**ACTION ITEM:** Reproduce exactly, from the line containing "be at least", every line down to the end of the data below.

**RECORDS SUPPLIED:**
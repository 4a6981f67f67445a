//! Core store types and logic.
//!
//! This module contains the pure functional core of the store:
//! - Action definitions via the `Action` trait
//! - Reducers computing the next state from an action
//!
//! All logic in this module is pure (no side effects), following
//! the "pure core, imperative shell" philosophy. The `store` module is
//! the shell that holds state and notifies listeners.

mod action;
mod reducer;

pub use action::Action;
pub use reducer::Reducer;
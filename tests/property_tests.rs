//! Property-based tests for the store.
//!
//! These tests use proptest to verify properties hold across
//! many randomly generated action sequences.

use proptest::prelude::*;
use reducto::{action_enum, Reducer, Store};
use std::sync::atomic::{AtomicUsize, Ordering};
use std::sync::{Arc, Mutex};

action_enum! {
    enum CounterAction {
        Increment => "INCREMENT",
        Decrement => "DECREMENT",
        IncrementBy { amount: i64 } => "INCREMENT_BY",
        Reset => "RESET",
        Ignored => "IGNORED",
    }
}

fn counter_reducer() -> Reducer<i64, CounterAction> {
    Reducer::new(|count: &i64, action: &CounterAction| match action {
        CounterAction::Increment => count + 1,
        CounterAction::Decrement => count - 1,
        CounterAction::IncrementBy { amount } => count + amount,
        CounterAction::Reset => 0,
        _ => *count,
    })
}

fn arbitrary_action() -> impl Strategy<Value = CounterAction> {
    prop_oneof![
        Just(CounterAction::Increment),
        Just(CounterAction::Decrement),
        (-1_000i64..1_000).prop_map(|amount| CounterAction::IncrementBy { amount }),
        Just(CounterAction::Reset),
        Just(CounterAction::Ignored),
    ]
}

proptest! {
    #[test]
    fn state_is_left_fold_of_dispatched_actions(
        initial in -1_000i64..1_000,
        actions in prop::collection::vec(arbitrary_action(), 0..50)
    ) {
        let store = Store::new(counter_reducer(), initial);
        for action in &actions {
            store.dispatch(action.clone()).unwrap();
        }

        let expected = counter_reducer().fold(initial, &actions).unwrap();
        prop_assert_eq!(*store.get_state(), expected);
        prop_assert_eq!(store.metadata().dispatch_count, actions.len() as u64);
    }

    #[test]
    fn ignored_action_is_identity(
        actions in prop::collection::vec(arbitrary_action(), 0..20)
    ) {
        let store = Store::new(counter_reducer(), 0);
        for action in actions {
            store.dispatch(action).unwrap();
        }

        let before = *store.get_state();
        store.dispatch(CounterAction::Ignored).unwrap();
        prop_assert_eq!(*store.get_state(), before);
    }

    #[test]
    fn get_state_is_stable_without_dispatch(
        actions in prop::collection::vec(arbitrary_action(), 0..20)
    ) {
        let store = Store::new(counter_reducer(), 0);
        for action in actions {
            store.dispatch(action).unwrap();
        }

        let first = store.get_state();
        let second = store.get_state();
        prop_assert!(Arc::ptr_eq(&first, &second));
        prop_assert_eq!(*first, *second);
    }

    #[test]
    fn every_listener_runs_once_per_dispatch_in_order(
        listeners in 1usize..6,
        actions in prop::collection::vec(arbitrary_action(), 1..10)
    ) {
        let store = Store::new(counter_reducer(), 0);
        let log = Arc::new(Mutex::new(Vec::new()));

        for index in 0..listeners {
            let log = Arc::clone(&log);
            store.subscribe(move || log.lock().unwrap().push(index));
        }

        for action in &actions {
            store.dispatch(action.clone()).unwrap();
        }

        let expected: Vec<usize> = (0..actions.len()).flat_map(|_| 0..listeners).collect();
        prop_assert_eq!(&*log.lock().unwrap(), &expected);
    }

    #[test]
    fn unsubscribe_only_affects_later_dispatches(
        before in 0usize..10,
        after in 0usize..10
    ) {
        let store = Store::new(counter_reducer(), 0);
        let calls = Arc::new(AtomicUsize::new(0));
        let subscription = {
            let calls = Arc::clone(&calls);
            store.subscribe(move || {
                calls.fetch_add(1, Ordering::SeqCst);
            })
        };

        for _ in 0..before {
            store.dispatch(CounterAction::Increment).unwrap();
        }
        prop_assert!(subscription.unsubscribe());
        for _ in 0..after {
            store.dispatch(CounterAction::Increment).unwrap();
        }

        prop_assert_eq!(calls.load(Ordering::SeqCst), before);
        prop_assert_eq!(*store.get_state(), (before + after) as i64);
    }
}
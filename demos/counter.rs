//! Counter Store
//!
//! This example demonstrates the smallest useful store.
//!
//! Key concepts:
//! - Actions declared with the `action_enum!` macro
//! - A pure reducer with an identity arm
//! - A listener that reads state through a weak store handle
//! - Removing a listener with its subscription handle
//!
//! Run with: cargo run --example counter

use reducto::{action_enum, Reducer, Store};
use tracing::Level;

action_enum! {
    enum CounterAction {
        Increment => "INCREMENT",
        Decrement => "DECREMENT",
        IncrementBy { amount: i64 } => "INCREMENT_BY",
        Noop => "NOOP",
    }
}

fn main() {
    tracing_subscriber::fmt().with_max_level(Level::DEBUG).init();

    println!("=== Counter Store Example ===\n");

    let store = Store::new(
        Reducer::new(|count: &i64, action: &CounterAction| match action {
            CounterAction::Increment => count + 1,
            CounterAction::Decrement => count - 1,
            CounterAction::IncrementBy { amount } => count + amount,
            _ => *count,
        }),
        0,
    );

    let weak = store.downgrade();
    let logger = store.subscribe(move || {
        if let Some(store) = weak.upgrade() {
            println!("state is now {}", store.get_state());
        }
    });

    let actions = [
        CounterAction::Increment,
        CounterAction::IncrementBy { amount: 3 },
        CounterAction::Decrement,
    ];
    for action in actions {
        println!("dispatching {action:?}");
        if let Err(err) = store.dispatch(action) {
            eprintln!("dispatch failed: {err}");
        }
    }

    logger.unsubscribe();
    if let Err(err) = store.dispatch(CounterAction::Noop) {
        eprintln!("dispatch failed: {err}");
    }

    println!("\nFinal state: {}", store.get_state());
    println!("Committed transitions: {}", store.metadata().dispatch_count);

    println!("\n=== Example Complete ===");
}
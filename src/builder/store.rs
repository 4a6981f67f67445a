//! Builder for constructing stores.

use crate::builder::error::BuildError;
use crate::core::{Action, Reducer};
use crate::store::{Store, StoreMetadata};
use std::convert::Infallible;
use std::sync::Arc;

type PermanentListener = Arc<dyn Fn() + Send + Sync>;

/// Builder for constructing stores with a fluent API.
///
/// # Example
///
/// ```
/// use reducto::builder::StoreBuilder;
/// use reducto::core::Reducer;
/// use reducto::action_enum;
///
/// action_enum! {
///     enum Toggle {
///         Flip => "FLIP",
///     }
/// }
///
/// let store = StoreBuilder::new()
///     .name("switch")
///     .reducer(Reducer::new(|on: &bool, _: &Toggle| !on))
///     .initial(false)
///     .build()
///     .unwrap();
///
/// store.dispatch(Toggle::Flip).unwrap();
/// assert!(*store.get_state());
/// assert_eq!(store.metadata().name.as_deref(), Some("switch"));
/// ```
pub struct StoreBuilder<S, A, E = Infallible> {
    name: Option<String>,
    reducer: Option<Reducer<S, A, E>>,
    initial: Option<S>,
    listeners: Vec<PermanentListener>,
}

impl<S, A, E> StoreBuilder<S, A, E>
where
    S: Send + Sync + 'static,
    A: Action,
{
    /// Create a new builder.
    pub fn new() -> Self {
        Self {
            name: None,
            reducer: None,
            initial: None,
            listeners: Vec::new(),
        }
    }

    /// Name the store for logs and metadata (optional).
    pub fn name(mut self, name: impl Into<String>) -> Self {
        self.name = Some(name.into());
        self
    }

    /// Set the reducer (required).
    pub fn reducer(mut self, reducer: Reducer<S, A, E>) -> Self {
        self.reducer = Some(reducer);
        self
    }

    /// Set the initial state (required).
    pub fn initial(mut self, state: S) -> Self {
        self.initial = Some(state);
        self
    }

    /// Add a listener that stays registered for the store's lifetime.
    ///
    /// Listeners added here are notified before any added later with
    /// [`Store::subscribe`].
    pub fn listener<F>(mut self, listener: F) -> Self
    where
        F: Fn() + Send + Sync + 'static,
    {
        self.listeners.push(Arc::new(listener));
        self
    }

    /// Build the store.
    /// Returns an error if required fields are missing.
    pub fn build(self) -> Result<Store<S, A, E>, BuildError> {
        let reducer = self.reducer.ok_or(BuildError::MissingReducer)?;
        let initial = self.initial.ok_or(BuildError::MissingInitialState)?;

        let store = Store::with_metadata(reducer, initial, StoreMetadata::new(self.name));
        for listener in self.listeners {
            store.subscribe(move || listener());
        }

        Ok(store)
    }
}

impl<S, A, E> Default for StoreBuilder<S, A, E>
where
    S: Send + Sync + 'static,
    A: Action,
{
    fn default() -> Self {
        Self::new()
    }
}

#[cfg(test)]
mod tests {
    use super::*;
    use serde::{Deserialize, Serialize};
    use std::sync::atomic::{AtomicUsize, Ordering};

    #[derive(Clone, PartialEq, Debug, Serialize, Deserialize)]
    enum TestAction {
        Increment,
        Decrement,
    }

    impl Action for TestAction {
        fn kind(&self) -> &str {
            match self {
                Self::Increment => "INCREMENT",
                Self::Decrement => "DECREMENT",
            }
        }
    }

    fn counter() -> Reducer<i32, TestAction> {
        Reducer::new(|count: &i32, action: &TestAction| match action {
            TestAction::Increment => count + 1,
            TestAction::Decrement => count - 1,
        })
    }

    #[test]
    fn builder_requires_reducer() {
        let result = StoreBuilder::<i32, TestAction>::new().initial(0).build();

        assert!(matches!(result, Err(BuildError::MissingReducer)));
    }

    #[test]
    fn builder_requires_initial_state() {
        let result = StoreBuilder::new().reducer(counter()).build();

        assert!(matches!(result, Err(BuildError::MissingInitialState)));
    }

    #[test]
    fn fluent_api_builds_store() {
        let store = StoreBuilder::new()
            .reducer(counter())
            .initial(10)
            .build()
            .unwrap();

        assert_eq!(*store.get_state(), 10);
        assert_eq!(store.listener_count(), 0);
        assert!(store.metadata().name.is_none());
    }

    #[test]
    fn name_is_recorded_in_metadata() {
        let store = StoreBuilder::new()
            .name("counter")
            .reducer(counter())
            .initial(0)
            .build()
            .unwrap();

        let metadata = store.metadata();
        assert_eq!(metadata.name.as_deref(), Some("counter"));
        assert_eq!(metadata.label(), "counter");
    }

    #[test]
    fn builder_listeners_are_registered_first() {
        let order = Arc::new(std::sync::Mutex::new(Vec::new()));
        let builder_order = Arc::clone(&order);

        let store = StoreBuilder::new()
            .reducer(counter())
            .initial(0)
            .listener(move || builder_order.lock().unwrap().push("builder"))
            .build()
            .unwrap();

        let later_order = Arc::clone(&order);
        store.subscribe(move || later_order.lock().unwrap().push("subscribed"));

        store.dispatch(TestAction::Increment).unwrap();
        assert_eq!(*order.lock().unwrap(), vec!["builder", "subscribed"]);
    }

    #[test]
    fn builder_listeners_fire_on_every_dispatch() {
        let calls = Arc::new(AtomicUsize::new(0));
        let calls_clone = Arc::clone(&calls);

        let store = StoreBuilder::new()
            .reducer(counter())
            .initial(0)
            .listener(move || {
                calls_clone.fetch_add(1, Ordering::SeqCst);
            })
            .build()
            .unwrap();

        store.dispatch(TestAction::Increment).unwrap();
        store.dispatch(TestAction::Decrement).unwrap();

        assert_eq!(calls.load(Ordering::SeqCst), 2);
        assert_eq!(*store.get_state(), 0);
    }
}
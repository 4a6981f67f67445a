//! Core Action trait for store actions.
//!
//! Actions are tagged values describing an intended state transition.
//! They carry data only; interpreting them is the reducer's job.

use std::fmt::Debug;

/// Trait for actions dispatched to a store.
///
/// Actions are usually enums: one variant per recognised kind, each carrying
/// only the payload fields it needs. The store never inspects the payload; it
/// only reads the tag for diagnostics.
///
/// # Required Traits
///
/// - `Debug`: actions must be debuggable for diagnostics
/// - `Send` + `Sync`: stores can be shared between threads
///
/// # Example
///
/// ```rust
/// use reducto::core::Action;
///
/// #[derive(Clone, PartialEq, Debug)]
/// enum CounterAction {
///     Increment,
///     Decrement,
///     IncrementBy { amount: i64 },
/// }
///
/// impl Action for CounterAction {
///     fn kind(&self) -> &str {
///         match self {
///             Self::Increment => "INCREMENT",
///             Self::Decrement => "DECREMENT",
///             Self::IncrementBy { .. } => "INCREMENT_BY",
///         }
///     }
/// }
///
/// assert_eq!(CounterAction::IncrementBy { amount: 3 }.kind(), "INCREMENT_BY");
/// ```
pub trait Action: Debug + Send + Sync {
    /// The discriminating tag of this action.
    ///
    /// Used for logging and error messages. Two actions of the same variant
    /// must return the same tag regardless of payload.
    fn kind(&self) -> &str;
}
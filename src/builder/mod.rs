//! Builder API for ergonomic store construction.
//!
//! This module provides a fluent builder and a declaration macro for
//! creating stores and actions with minimal boilerplate.

pub mod error;
pub mod macros;
pub mod store;

pub use error::BuildError;
pub use store::StoreBuilder;
//! Reducer functions computing the next state from an action.
//!
//! A reducer is the only place where state transitions are defined. It must
//! be pure: the same state and action always produce the same next state,
//! with no side effects.

use std::convert::Infallible;

type ReduceFn<S, A, E> = Box<dyn Fn(&S, &A) -> Result<S, E> + Send + Sync>;

/// Pure transition function `(state, action) -> state`.
///
/// Reducers are infallible by default (`E = Infallible`). A fallible reducer
/// may reject an action by returning an error; the store then leaves its
/// state untouched.
///
/// Purity is a caller obligation. The store relies on it for the guarantee
/// that its state equals the left fold of the reducer over every dispatched
/// action.
///
/// # Example
///
/// ```rust
/// use reducto::core::Reducer;
///
/// enum Op {
///     Add(i64),
///     Reset,
/// }
///
/// let reducer = Reducer::new(|state: &i64, op: &Op| match op {
///     Op::Add(n) => state + n,
///     Op::Reset => 0,
/// });
///
/// assert_eq!(reducer.reduce(&1, &Op::Add(2)), Ok(3));
/// assert_eq!(reducer.fold(0, &[Op::Add(5), Op::Reset, Op::Add(1)]), Ok(1));
/// ```
pub struct Reducer<S, A, E = Infallible> {
    reduce: ReduceFn<S, A, E>,
}

impl<S, A> Reducer<S, A, Infallible> {
    /// Create a reducer from an infallible pure function.
    ///
    /// Variants the function does not handle should return a clone of the
    /// incoming state.
    pub fn new<F>(reduce: F) -> Self
    where
        F: Fn(&S, &A) -> S + Send + Sync + 'static,
    {
        Reducer {
            reduce: Box::new(move |state: &S, action: &A| Ok(reduce(state, action))),
        }
    }
}

impl<S, A, E> Reducer<S, A, E> {
    /// Create a reducer that may reject an action.
    ///
    /// # Example
    ///
    /// ```rust
    /// use reducto::core::Reducer;
    ///
    /// #[derive(Debug, PartialEq)]
    /// struct Overflow;
    ///
    /// let reducer = Reducer::fallible(|state: &u8, by: &u8| {
    ///     state.checked_add(*by).ok_or(Overflow)
    /// });
    ///
    /// assert_eq!(reducer.reduce(&250, &5), Ok(255));
    /// assert_eq!(reducer.reduce(&250, &6), Err(Overflow));
    /// ```
    pub fn fallible<F>(reduce: F) -> Self
    where
        F: Fn(&S, &A) -> Result<S, E> + Send + Sync + 'static,
    {
        Reducer {
            reduce: Box::new(reduce),
        }
    }

    /// Compute the next state for `action` applied to `state`.
    pub fn reduce(&self, state: &S, action: &A) -> Result<S, E> {
        (self.reduce)(state, action)
    }

    /// Left fold of the reducer over a sequence of actions.
    ///
    /// Stops at the first rejected action and returns its error.
    pub fn fold<'a, I>(&self, initial: S, actions: I) -> Result<S, E>
    where
        I: IntoIterator<Item = &'a A>,
        A: 'a,
    {
        actions
            .into_iter()
            .try_fold(initial, |state, action| self.reduce(&state, action))
    }
}
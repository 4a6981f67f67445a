//! Reducto: a minimal predictable state container
//!
//! Reducto follows the "pure core, imperative shell" philosophy. State
//! transitions live in a pure reducer; the store is the thin shell that
//! holds the current state and tells listeners when it changed.
//!
//! # Core Concepts
//!
//! - **Action**: tagged value describing an intended transition
//! - **Reducer**: pure function computing the next state from an action
//! - **Store**: one state cell, one reducer and an ordered list of listeners
//! - **Subscription**: handle that removes a listener again
//!
//! # Example
//!
//! ```rust
//! use reducto::{action_enum, Reducer, Store};
//!
//! action_enum! {
//!     enum CounterAction {
//!         Increment => "INCREMENT",
//!         Decrement => "DECREMENT",
//!         IncrementBy { amount: i64 } => "INCREMENT_BY",
//!     }
//! }
//!
//! let store = Store::new(
//!     Reducer::new(|count: &i64, action: &CounterAction| match action {
//!         CounterAction::Increment => count + 1,
//!         CounterAction::Decrement => count - 1,
//!         CounterAction::IncrementBy { amount } => count + amount,
//!     }),
//!     0,
//! );
//!
//! store.dispatch(CounterAction::Increment).unwrap();
//! store.dispatch(CounterAction::IncrementBy { amount: 3 }).unwrap();
//! store.dispatch(CounterAction::Decrement).unwrap();
//! assert_eq!(*store.get_state(), 3);
//! ```

pub mod builder;
pub mod core;
pub mod store;

// Re-export commonly used types
pub use builder::{BuildError, StoreBuilder};
pub use self::core::{Action, Reducer};
pub use store::{
    ListenerError, ListenerId, Store, StoreError, StoreMetadata, Subscription, WeakStore,
};
impl EngineConfig {
    /// Parse and validate a YAML document. Missing sections keep defaults.
    pub fn from_yaml_str(yaml: &str) -> ConfigResult<Self> {
        let config: Self = serde_yaml::from_str(yaml)?;
        config.validate()?;
        Ok(config)
    }

    /// Load and validate a YAML file.
    pub fn load(path: impl AsRef<Path>) -> ConfigResult<Self> {
        let text = std::fs::read_to_string(path)?;
        Self::from_yaml_str(&text)
    }

    /// Check value ranges and orderings.
    pub fn validate(&self) -> ConfigResult<()> {
        for (_, weight) in self.edge_type_weights.iter() {
            if !(weight > 0.0 && weight <= MAX_TYPE_WEIGHT) {
                return Err(ConfigError::Invalid {
                    field: "edge_type_weights",
                    value: weight,
                    reason: "base weights must be within (0, 0.95]",
                });
            }
        }

        let ex = &self.extraction;
        unit_interval("extraction.confirmed_threshold", ex.confirmed_threshold)?;
        unit_interval("extraction.provisional_threshold", ex.provisional_threshold)?;
        unit_interval("extraction.provisional_factor", ex.provisional_factor)?;
        if !(ex.unknown_type_weight > 0.0 && ex.unknown_type_weight <= MAX_TYPE_WEIGHT) {
            return Err(ConfigError::Invalid {
                field: "extraction.unknown_type_weight",
                value: ex.unknown_type_weight,
                reason: "base weights must be within (0, 0.95]",
            });
        }
        if ex.provisional_threshold > ex.confirmed_threshold {
            return Err(ConfigError::Invalid {
                field: "extraction.provisional_threshold",
                value: ex.provisional_threshold,
                reason: "must not exceed confirmed_threshold",
            });
        }
        // the weakest extraction edge is a provisional one at the lowest
        // accepted confidence
        let weakest_factor = ex.provisional_threshold * ex.provisional_factor;
        let table = self.edge_type_weights.iter().map(|(_, w)| ("edge_type_weights", w));
        for (field, weight) in table.chain([("extraction.unknown_type_weight", ex.unknown_type_weight)]) {
            if weight * weakest_factor + 1e-9 < EFFECTIVE_WEIGHT_MIN {
                return Err(ConfigError::Invalid {
                    field,
                    value: weight,
                    reason: "weakest provisional extraction weight falls below the 0.10 floor",
                });
            }
        }

        unit_interval("similarity.threshold", self.similarity.threshold)?;
        at_least_floor("similarity.threshold", self.similarity.threshold)?;

        let user = &self.user;
        unit_interval("user.min_strength", user.min_strength)?;
        at_least_floor("user.min_strength", user.min_strength)?;
        unit_interval("user.max_strength", user.max_strength)?;
        if user.min_strength > user.max_strength {
            return Err(ConfigError::Invalid {
                field: "user.min_strength",
                value: user.min_strength,
                reason: "must not exceed max_strength",
            });
        }

        let temporal = &self.temporal;
        positive("temporal.decay_minutes", temporal.decay_minutes)?;
        positive("temporal.max_gap_minutes", temporal.max_gap_minutes)?;
        unit_interval("temporal.weight_floor", temporal.weight_floor)?;
        at_least_floor("temporal.weight_floor", temporal.weight_floor)?;
        unit_interval("temporal.continuation_weight", temporal.continuation_weight)?;
        at_least_floor("temporal.continuation_weight", temporal.continuation_weight)?;
        window(
            "temporal.continuation_max_gap_hours",
            temporal.continuation_max_gap_hours,
            MAX_WINDOW_DAYS * 24,
        )?;

        unit_interval("coactivation.consider_threshold", self.coactivation.consider_threshold)?;
        unit_interval("coactivation.initial_weight", self.coactivation.initial_weight)?;
        at_least_floor("coactivation.initial_weight", self.coactivation.initial_weight)?;

        positive("hebbian.engagement_seconds", self.hebbian.engagement_seconds)?;
        unit_interval("hebbian.strengthen_delta", self.hebbian.strengthen_delta)?;
        unit_interval("hebbian.ignore_decay_delta", self.hebbian.ignore_decay_delta)?;
        positive(
            "hebbian.consecutive_ignores_before_decay",
            f64::from(self.hebbian.consecutive_ignores_before_decay),
        )?;

        positive("time_decay.period_days", self.time_decay.period_days)?;
        unit_interval("time_decay.factor_per_period", self.time_decay.factor_per_period)?;
        if self.time_decay.grace_days < 0.0 {
            return Err(ConfigError::Invalid {
                field: "time_decay.grace_days",
                value: self.time_decay.grace_days,
                reason: "must not be negative",
            });
        }

        window("provisional.ttl_days", self.provisional.ttl_days, MAX_WINDOW_DAYS)?;
        window(
            "session.timeout_minutes",
            self.session.timeout_minutes,
            MAX_WINDOW_DAYS * 24 * 60,
        )?;

        let comp = &self.compression;
        if comp.tiers.small_below >= comp.tiers.medium_below {
            return Err(ConfigError::Invalid {
                field: "compression.tiers.small_below",
                value: comp.tiers.small_below as f64,
                reason: "must be below medium_below",
            });
        }
        positive("compression.tiers.small_min_nodes", comp.tiers.small_min_nodes as f64)?;
        unit_interval("compression.similarity_threshold", comp.similarity_threshold)?;
        unit_interval("compression.importance_max", comp.importance_max)?;
        unit_interval("compression.strong_edge_min_weight", comp.strong_edge_min_weight)?;
        window("compression.restorable_days", comp.restorable_days, MAX_WINDOW_DAYS)?;
        let largest_min = comp
            .tiers
            .small_min_nodes
            .max(comp.tiers.medium_min_nodes)
            .max(comp.tiers.large_min_nodes);
        if comp.max_nodes_per_summary < largest_min {
            return Err(ConfigError::Invalid {
                field: "compression.max_nodes_per_summary",
                value: comp.max_nodes_per_summary as f64,
                reason: "must be at least every tier's minimum batch size",
            });
        }

        unit_interval("aggregation.min_aggregated_weight", self.aggregation.min_aggregated_weight)?;
        Ok(())
    }
}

**THE ANSWER:**
                reason: "must be at least every tier's minimum batch size",
            });
        }

        unit_interval("aggregation.min_aggregated_weight", self.aggregation.min_aggregated_weight)?;
        Ok(())
    }
}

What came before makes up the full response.